Second quote: "It was wrong, but under the conditions justifiable, especially if the result would lead to a greater good." Again, showing you that he knows the difference between societal values and his own personal agenda. Shows that he knows his conduct is wrong.

Ladies and gentlemen, I know they don't like this, but it's true, it's true, it's true. It is an example, plain and simple, of a terrorist mentality: "the end justifies the means, you can't make a omelet without breaking eggs," and all those things. Ladies and gentlemen, plain and simple, terrorists-- no matter what their act is, and I don't have to bring up those examples-- terrorists are responsible for their actions. And I would submit to you if you believe any of the above examples that I just gave you, any of them, I submit under the law you cannot find Ralph Tortorici did not appreciate the wrongfulness of his actions. They cannot satisfy the wrong prong of the mental disease or defect not responsibility test. ...

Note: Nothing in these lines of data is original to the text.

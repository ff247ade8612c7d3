use std::collections::BTreeMap;
use std::fmt;

use log::debug;
use serde::de::{IgnoredAny, MapAccess, Visitor};
use serde::{Deserialize, Deserializer, Serialize};

use crate::{AnswerId, AnswerValue, FieldKey, ItemId};

/// Error type for typed answer access.
#[derive(Debug, thiserror::Error)]
pub enum AnswerAccessError {
    #[error("Missing answer for field: {0}")]
    MissingField(FieldKey),

    #[error("Type mismatch at field '{field}': expected {expected}, got {actual}")]
    TypeMismatch {
        field: FieldKey,
        expected: &'static str,
        actual: &'static str,
    },
}

/// One form field's payload: the answer plus the id of the stored answer it came from.
#[derive(Debug, Clone, PartialEq, Serialize, Deserialize)]
pub struct FormAnswer {
    pub answer: AnswerValue,

    #[serde(default, skip_serializing_if = "Option::is_none")]
    pub id: Option<AnswerId>,
}

impl FormAnswer {
    /// A fresh answer that has never been persisted.
    pub fn new(answer: impl Into<AnswerValue>) -> Self {
        Self {
            answer: answer.into(),
            id: None,
        }
    }

    /// An answer pre-filled from a stored answer.
    pub fn stored(answer: impl Into<AnswerValue>, id: AnswerId) -> Self {
        Self {
            answer: answer.into(),
            id: Some(id),
        }
    }
}

/// The answers of a single page, keyed by form field (`item_<id>`).
///
/// This is both the shape of a page submission and the shape of the defaults
/// handed back when a participant revisits a page. Serializes as a JSON object
/// `{ "item_3": { "answer": ..., "id": ... } }`. When deserializing, keys that
/// are not `item_<id>` (`navigation`, `redirectId`, ...) are skipped.
#[derive(Debug, Clone, Default, PartialEq, Serialize)]
#[serde(transparent)]
pub struct PageAnswers {
    values: BTreeMap<FieldKey, FormAnswer>,
}

impl PageAnswers {
    /// Create a new empty collection.
    pub fn new() -> Self {
        Self {
            values: BTreeMap::new(),
        }
    }

    /// Insert a fresh answer for the given item.
    pub fn insert(&mut self, item_id: ItemId, value: impl Into<AnswerValue>) {
        self.values
            .insert(FieldKey::new(item_id), FormAnswer::new(value));
    }

    /// Insert a full form payload for the given item.
    pub fn insert_form(&mut self, item_id: ItemId, answer: FormAnswer) {
        self.values.insert(FieldKey::new(item_id), answer);
    }

    /// Builder-style insert.
    pub fn with(mut self, item_id: ItemId, value: impl Into<AnswerValue>) -> Self {
        self.insert(item_id, value);
        self
    }

    /// Get the form payload for an item.
    pub fn get(&self, item_id: ItemId) -> Option<&FormAnswer> {
        self.values.get(&FieldKey::new(item_id))
    }

    /// Get just the answer value for an item.
    pub fn value(&self, item_id: ItemId) -> Option<&AnswerValue> {
        self.get(item_id).map(|form| &form.answer)
    }

    /// Check if an answer exists for the given item.
    pub fn contains(&self, item_id: ItemId) -> bool {
        self.values.contains_key(&FieldKey::new(item_id))
    }

    /// Remove the answer for the given item.
    pub fn remove(&mut self, item_id: ItemId) -> Option<FormAnswer> {
        self.values.remove(&FieldKey::new(item_id))
    }

    /// Iterate over all field-answer pairs in item id order.
    pub fn iter(&self) -> impl Iterator<Item = (&FieldKey, &FormAnswer)> {
        self.values.iter()
    }

    /// Get the number of answers.
    pub fn len(&self) -> usize {
        self.values.len()
    }

    /// Check if there are no answers.
    pub fn is_empty(&self) -> bool {
        self.values.is_empty()
    }

    /// Merge another collection into this one. Entries of `other` win.
    pub fn extend(&mut self, other: PageAnswers) {
        self.values.extend(other.values);
    }

    /// Keep only the answers whose item satisfies the predicate.
    pub fn retain_items(&mut self, mut keep: impl FnMut(ItemId) -> bool) {
        self.values.retain(|key, _| keep(key.item_id()));
    }

    // === Convenience accessors ===

    /// Get a text answer for the given item.
    pub fn get_text(&self, item_id: ItemId) -> Result<&str, AnswerAccessError> {
        match self.value(item_id) {
            Some(AnswerValue::Text(s)) => Ok(s),
            Some(other) => Err(type_mismatch(item_id, "text", other)),
            None => Err(AnswerAccessError::MissingField(FieldKey::new(item_id))),
        }
    }

    /// Get a numeric answer for the given item.
    pub fn get_number(&self, item_id: ItemId) -> Result<f64, AnswerAccessError> {
        match self.value(item_id) {
            Some(AnswerValue::Number(n)) => Ok(*n),
            Some(other) => Err(type_mismatch(item_id, "number", other)),
            None => Err(AnswerAccessError::MissingField(FieldKey::new(item_id))),
        }
    }

    /// Get a text list answer for the given item.
    pub fn get_text_list(&self, item_id: ItemId) -> Result<&[String], AnswerAccessError> {
        match self.value(item_id) {
            Some(AnswerValue::TextList(list)) => Ok(list),
            Some(other) => Err(type_mismatch(item_id, "list of text", other)),
            None => Err(AnswerAccessError::MissingField(FieldKey::new(item_id))),
        }
    }

    /// Get a number list answer for the given item.
    pub fn get_number_list(&self, item_id: ItemId) -> Result<&[f64], AnswerAccessError> {
        match self.value(item_id) {
            Some(AnswerValue::NumberList(list)) => Ok(list),
            Some(other) => Err(type_mismatch(item_id, "list of numbers", other)),
            None => Err(AnswerAccessError::MissingField(FieldKey::new(item_id))),
        }
    }
}

fn type_mismatch(item_id: ItemId, expected: &'static str, actual: &AnswerValue) -> AnswerAccessError {
    AnswerAccessError::TypeMismatch {
        field: FieldKey::new(item_id),
        expected,
        actual: actual.type_name(),
    }
}

impl<'de> Deserialize<'de> for PageAnswers {
    fn deserialize<D: Deserializer<'de>>(deserializer: D) -> Result<Self, D::Error> {
        deserializer.deserialize_map(PageAnswersVisitor)
    }
}

struct PageAnswersVisitor;

impl<'de> Visitor<'de> for PageAnswersVisitor {
    type Value = PageAnswers;

    fn expecting(&self, f: &mut fmt::Formatter<'_>) -> fmt::Result {
        f.write_str("a map of form fields")
    }

    fn visit_map<A: MapAccess<'de>>(self, mut map: A) -> Result<PageAnswers, A::Error> {
        let mut values = BTreeMap::new();
        while let Some(key) = map.next_key::<String>()? {
            match FieldKey::parse(&key) {
                Some(field) => {
                    values.insert(field, map.next_value::<FormAnswer>()?);
                }
                None => {
                    map.next_value::<IgnoredAny>()?;
                    debug!("skipping form field {key:?}");
                }
            }
        }
        Ok(PageAnswers { values })
    }
}

impl IntoIterator for PageAnswers {
    type Item = (FieldKey, FormAnswer);
    type IntoIter = std::collections::btree_map::IntoIter<FieldKey, FormAnswer>;

    fn into_iter(self) -> Self::IntoIter {
        self.values.into_iter()
    }
}

impl<'a> IntoIterator for &'a PageAnswers {
    type Item = (&'a FieldKey, &'a FormAnswer);
    type IntoIter = std::collections::btree_map::Iter<'a, FieldKey, FormAnswer>;

    fn into_iter(self) -> Self::IntoIter {
        self.values.iter()
    }
}

#[cfg(test)]
mod tests {
    use super::*;

    #[test]
    fn insert_and_get() {
        let mut answers = PageAnswers::new();
        answers.insert(ItemId(1), "Alice");
        answers.insert(ItemId(2), 4);

        assert_eq!(answers.get_text(ItemId(1)).unwrap(), "Alice");
        assert_eq!(answers.get_number(ItemId(2)).unwrap(), 4.0);
        assert!(answers.get(ItemId(1)).unwrap().id.is_none());
    }

    #[test]
    fn type_mismatch_error() {
        let answers = PageAnswers::new().with(ItemId(1), 30);

        let result = answers.get_text(ItemId(1));
        assert!(matches!(result, Err(AnswerAccessError::TypeMismatch { .. })));
        assert!(matches!(
            answers.get_number(ItemId(9)),
            Err(AnswerAccessError::MissingField(_))
        ));
    }

    #[test]
    fn deserializes_form_payload() {
        let json = r#"{
            "item_3": { "answer": 4, "id": 17 },
            "item_5": { "answer": ["a", "b"] }
        }"#;
        let answers: PageAnswers = serde_json::from_str(json).unwrap();

        assert_eq!(answers.len(), 2);
        assert_eq!(answers.get(ItemId(3)).unwrap().id, Some(AnswerId(17)));
        assert_eq!(answers.get_text_list(ItemId(5)).unwrap(), &["a", "b"]);
    }

    #[test]
    fn skips_non_item_form_fields() {
        let json = r#"{
            "item_3": { "answer": 4 },
            "redirectId": 2,
            "navigation": "finish",
            "item_x": { "answer": "not an item" }
        }"#;
        let answers: PageAnswers = serde_json::from_str(json).unwrap();

        assert_eq!(answers.len(), 1);
        assert_eq!(answers.get_number(ItemId(3)).unwrap(), 4.0);
    }

    #[test]
    fn rejects_malformed_item_payload() {
        let json = r#"{ "item_3": 4 }"#;
        assert!(serde_json::from_str::<PageAnswers>(json).is_err());
    }

    #[test]
    fn retain_items() {
        let mut answers = PageAnswers::new().with(ItemId(1), "a").with(ItemId(2), "b");
        answers.retain_items(|id| id == ItemId(2));
        assert!(!answers.contains(ItemId(1)));
        assert!(answers.contains(ItemId(2)));
    }
}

Do you think it's a coincidence that Ralph Tortorici, who was obsessed with his own penis and his own sexuality ends up shooting Jason in the groin, depriving him of the normal functioning of his own sexual parts? But, ladies and gentlemen, Jason McEnaney, despite what Ralph Tortorici took from him, is more of a man than Ralph Tortorici will ever be. He sat up here and he told you through unbearable pain what happened to him. And there's a lot of guys that just couldn't do that. But Jason did. And he did it with guts, he did it with dignity. And he did it with courage. And contrast that, please, to Ralph Tortorici. He's a coward, he's a terrorist. All terrorists are cowards.

Ladies and gentlemen, a hundred surgeries on his penis wouldn't make him a man. He won't take responsibility for his actions because the plea bargain wasn't good enough for him. He was going to take responsibility for his action, if you drop those attempted murder counts on the police and if the numbers were right. He was ready to, he was going to; but the plea bargain wasn't good enough. He won't take responsibility. Ladies and gentlemen, I submit you will have to do that for him.

You swore as jurors that you could abide by the law, by the burden of proof and by the definition of nonresponsibility as it exists in the law. You swore that you would not let common conceptions of insanity or medical definitions of insanity be good enough for you, because it's not under the law. You swore it would not be good enough for you unless it met the legal criteria, which you swore to uphold; the legal criteria of nonresponsibility. And out of all the words that they used in their summation, ladies and gentlemen, nonresponsibility was not a word you will notice that they ever used. He kept referring to it as insanity. And there's a good reason for that. But what we're talking here is not responsibility.

Ladies and gentlemen, Jason McEnaney was not the victim of an unfortunate incident, he was not the victim of an industrial accident, and he was not the victim of an act of God. He was a crime victim, he's a victim of an act of violence, he's the victim of an act of terrorism; an act that, despite Ralph Tortorici's mental illness, he's completely, morally and legally responsible for.

Ladies and gentlemen, on behalf of the People of the State of New York, Cindy Preiser, myself and the McEnaney family, I thank you for your commitment to this case and wish you courage in resolving your deliberations. Thank you.